Your assignment: The reply to the records below should contain exactly the lines from the line with "the 3-star scale" through the line with "Builds the summary", and nothing besides.

[Saved data entries]
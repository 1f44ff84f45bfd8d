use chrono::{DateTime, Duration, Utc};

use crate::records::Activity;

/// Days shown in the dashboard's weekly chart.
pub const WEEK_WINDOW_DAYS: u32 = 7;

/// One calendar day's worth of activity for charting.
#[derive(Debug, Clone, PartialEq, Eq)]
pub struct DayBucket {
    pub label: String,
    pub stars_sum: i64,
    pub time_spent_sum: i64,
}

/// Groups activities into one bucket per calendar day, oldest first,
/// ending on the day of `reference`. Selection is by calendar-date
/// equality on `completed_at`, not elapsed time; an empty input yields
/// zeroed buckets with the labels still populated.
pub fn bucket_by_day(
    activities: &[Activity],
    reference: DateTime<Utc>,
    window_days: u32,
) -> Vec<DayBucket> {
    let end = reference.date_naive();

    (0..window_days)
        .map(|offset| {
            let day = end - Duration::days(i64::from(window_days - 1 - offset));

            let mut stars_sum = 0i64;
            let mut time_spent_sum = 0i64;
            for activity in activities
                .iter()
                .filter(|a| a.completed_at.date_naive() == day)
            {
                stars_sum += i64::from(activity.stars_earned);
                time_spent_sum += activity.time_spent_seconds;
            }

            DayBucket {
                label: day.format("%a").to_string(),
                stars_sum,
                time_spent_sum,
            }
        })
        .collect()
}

==

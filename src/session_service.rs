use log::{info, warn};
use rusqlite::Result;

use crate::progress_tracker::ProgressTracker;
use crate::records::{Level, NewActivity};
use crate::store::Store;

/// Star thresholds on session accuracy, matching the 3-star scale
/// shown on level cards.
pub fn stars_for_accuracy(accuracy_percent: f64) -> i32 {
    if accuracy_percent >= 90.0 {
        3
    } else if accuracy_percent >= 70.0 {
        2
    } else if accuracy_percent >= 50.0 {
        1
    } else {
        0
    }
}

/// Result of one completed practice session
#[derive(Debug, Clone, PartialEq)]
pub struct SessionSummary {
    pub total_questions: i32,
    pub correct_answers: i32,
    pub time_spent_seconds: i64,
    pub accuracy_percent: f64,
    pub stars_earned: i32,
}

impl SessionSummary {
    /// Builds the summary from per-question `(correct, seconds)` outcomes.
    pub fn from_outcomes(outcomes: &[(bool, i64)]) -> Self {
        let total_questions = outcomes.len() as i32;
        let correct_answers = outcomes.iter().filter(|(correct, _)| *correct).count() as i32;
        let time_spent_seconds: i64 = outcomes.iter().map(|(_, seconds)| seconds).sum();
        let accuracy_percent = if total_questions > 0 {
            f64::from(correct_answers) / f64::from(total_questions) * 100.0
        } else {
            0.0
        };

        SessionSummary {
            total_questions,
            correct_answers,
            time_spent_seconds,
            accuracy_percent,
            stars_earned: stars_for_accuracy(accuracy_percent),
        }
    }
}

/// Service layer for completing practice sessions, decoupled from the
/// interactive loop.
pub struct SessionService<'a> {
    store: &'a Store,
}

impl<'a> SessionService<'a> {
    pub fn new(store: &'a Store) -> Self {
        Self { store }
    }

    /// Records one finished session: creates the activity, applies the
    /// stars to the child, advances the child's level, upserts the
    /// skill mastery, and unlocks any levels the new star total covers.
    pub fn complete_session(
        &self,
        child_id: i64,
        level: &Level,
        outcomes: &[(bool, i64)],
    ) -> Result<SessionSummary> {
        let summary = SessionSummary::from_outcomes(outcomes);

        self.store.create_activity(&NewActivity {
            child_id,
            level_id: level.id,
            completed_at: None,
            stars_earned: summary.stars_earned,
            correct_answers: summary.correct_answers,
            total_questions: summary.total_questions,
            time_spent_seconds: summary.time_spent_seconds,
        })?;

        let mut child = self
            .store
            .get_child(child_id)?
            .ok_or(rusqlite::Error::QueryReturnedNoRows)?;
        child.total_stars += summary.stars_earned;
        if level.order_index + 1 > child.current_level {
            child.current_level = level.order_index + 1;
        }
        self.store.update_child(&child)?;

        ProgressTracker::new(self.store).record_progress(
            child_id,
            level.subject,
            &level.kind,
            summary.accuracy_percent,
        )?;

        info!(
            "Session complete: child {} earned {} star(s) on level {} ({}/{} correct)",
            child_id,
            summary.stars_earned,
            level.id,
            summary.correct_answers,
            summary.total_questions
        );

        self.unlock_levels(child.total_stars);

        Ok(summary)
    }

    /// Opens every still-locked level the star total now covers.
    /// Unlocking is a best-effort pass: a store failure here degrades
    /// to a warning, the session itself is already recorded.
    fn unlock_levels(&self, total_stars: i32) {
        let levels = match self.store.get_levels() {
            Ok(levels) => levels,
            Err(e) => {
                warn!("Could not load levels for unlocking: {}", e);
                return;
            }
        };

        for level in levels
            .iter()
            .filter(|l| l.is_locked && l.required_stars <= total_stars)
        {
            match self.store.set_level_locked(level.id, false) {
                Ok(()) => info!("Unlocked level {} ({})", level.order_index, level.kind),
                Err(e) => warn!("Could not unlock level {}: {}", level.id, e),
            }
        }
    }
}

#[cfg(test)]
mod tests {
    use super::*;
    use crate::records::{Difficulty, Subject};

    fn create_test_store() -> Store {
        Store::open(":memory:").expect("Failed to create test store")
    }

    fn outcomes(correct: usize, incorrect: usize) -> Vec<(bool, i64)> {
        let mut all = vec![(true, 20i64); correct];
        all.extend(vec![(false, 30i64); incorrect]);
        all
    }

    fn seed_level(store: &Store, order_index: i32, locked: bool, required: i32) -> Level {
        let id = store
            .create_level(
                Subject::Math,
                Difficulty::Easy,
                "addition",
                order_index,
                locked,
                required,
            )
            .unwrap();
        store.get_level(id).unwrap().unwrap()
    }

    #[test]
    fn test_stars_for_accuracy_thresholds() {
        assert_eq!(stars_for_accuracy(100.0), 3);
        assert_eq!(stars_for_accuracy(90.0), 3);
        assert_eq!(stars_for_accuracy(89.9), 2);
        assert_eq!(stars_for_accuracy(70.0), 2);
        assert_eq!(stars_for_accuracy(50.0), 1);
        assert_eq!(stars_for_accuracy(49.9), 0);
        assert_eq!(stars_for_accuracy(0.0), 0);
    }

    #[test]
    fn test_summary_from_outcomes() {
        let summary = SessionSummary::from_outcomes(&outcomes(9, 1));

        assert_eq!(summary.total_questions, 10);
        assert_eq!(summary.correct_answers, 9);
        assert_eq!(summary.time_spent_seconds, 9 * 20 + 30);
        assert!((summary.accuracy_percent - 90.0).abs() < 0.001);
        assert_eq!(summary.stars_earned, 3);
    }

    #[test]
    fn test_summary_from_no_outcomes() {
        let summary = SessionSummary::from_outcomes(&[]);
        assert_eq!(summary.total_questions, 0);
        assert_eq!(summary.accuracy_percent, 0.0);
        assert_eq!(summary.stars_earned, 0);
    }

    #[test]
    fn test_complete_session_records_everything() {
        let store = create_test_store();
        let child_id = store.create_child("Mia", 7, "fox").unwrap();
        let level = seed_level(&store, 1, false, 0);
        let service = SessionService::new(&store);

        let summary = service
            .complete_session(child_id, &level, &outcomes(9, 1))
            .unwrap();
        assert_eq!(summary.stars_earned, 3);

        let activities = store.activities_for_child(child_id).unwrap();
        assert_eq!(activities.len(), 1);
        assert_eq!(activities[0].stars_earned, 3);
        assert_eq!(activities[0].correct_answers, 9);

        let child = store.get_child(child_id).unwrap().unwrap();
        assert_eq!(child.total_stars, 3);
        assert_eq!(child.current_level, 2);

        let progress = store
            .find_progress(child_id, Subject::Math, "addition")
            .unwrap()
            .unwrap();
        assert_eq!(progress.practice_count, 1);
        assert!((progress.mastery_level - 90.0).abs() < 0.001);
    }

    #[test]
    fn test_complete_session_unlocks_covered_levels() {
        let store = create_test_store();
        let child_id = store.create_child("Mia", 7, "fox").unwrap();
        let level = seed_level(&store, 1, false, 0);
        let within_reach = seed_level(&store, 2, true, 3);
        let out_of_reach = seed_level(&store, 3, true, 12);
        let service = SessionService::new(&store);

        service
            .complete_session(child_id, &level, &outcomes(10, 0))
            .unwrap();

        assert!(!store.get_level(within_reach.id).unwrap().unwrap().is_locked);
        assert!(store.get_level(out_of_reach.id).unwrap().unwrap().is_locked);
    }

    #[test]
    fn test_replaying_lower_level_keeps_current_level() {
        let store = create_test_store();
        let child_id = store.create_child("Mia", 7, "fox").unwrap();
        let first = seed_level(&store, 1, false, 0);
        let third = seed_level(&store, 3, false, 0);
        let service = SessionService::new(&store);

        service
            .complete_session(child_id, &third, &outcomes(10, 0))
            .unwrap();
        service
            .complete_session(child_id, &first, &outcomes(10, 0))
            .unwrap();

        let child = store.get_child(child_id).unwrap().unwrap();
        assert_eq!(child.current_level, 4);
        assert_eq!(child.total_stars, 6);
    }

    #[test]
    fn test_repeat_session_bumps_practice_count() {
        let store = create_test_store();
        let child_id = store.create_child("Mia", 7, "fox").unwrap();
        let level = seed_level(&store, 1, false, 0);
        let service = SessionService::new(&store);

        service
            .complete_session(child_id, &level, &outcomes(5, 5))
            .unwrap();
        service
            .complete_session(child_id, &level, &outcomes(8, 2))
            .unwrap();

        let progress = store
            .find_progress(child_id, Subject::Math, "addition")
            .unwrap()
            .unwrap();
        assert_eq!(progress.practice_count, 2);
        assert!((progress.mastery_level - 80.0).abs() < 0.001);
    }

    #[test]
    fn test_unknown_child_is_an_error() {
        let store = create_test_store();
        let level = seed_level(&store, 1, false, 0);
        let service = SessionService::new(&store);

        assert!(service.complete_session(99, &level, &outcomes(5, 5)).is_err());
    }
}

The answer:
/// Star thresholds on session accuracy, matching the 3-star scale
/// shown on level cards.
pub fn stars_for_accuracy(accuracy_percent: f64) -> i32 {
    if accuracy_percent >= 90.0 {
        3
    } else if accuracy_percent >= 70.0 {
        2
    } else if accuracy_percent >= 50.0 {
        1
    } else {
        0
    }
}

/// Result of one completed practice session
#[derive(Debug, Clone, PartialEq)]
pub struct SessionSummary {
    pub total_questions: i32,
    pub correct_answers: i32,
    pub time_spent_seconds: i64,
    pub accuracy_percent: f64,
    pub stars_earned: i32,
}

impl SessionSummary {
    /// Builds the summary from per-question `(correct, seconds)` outcomes.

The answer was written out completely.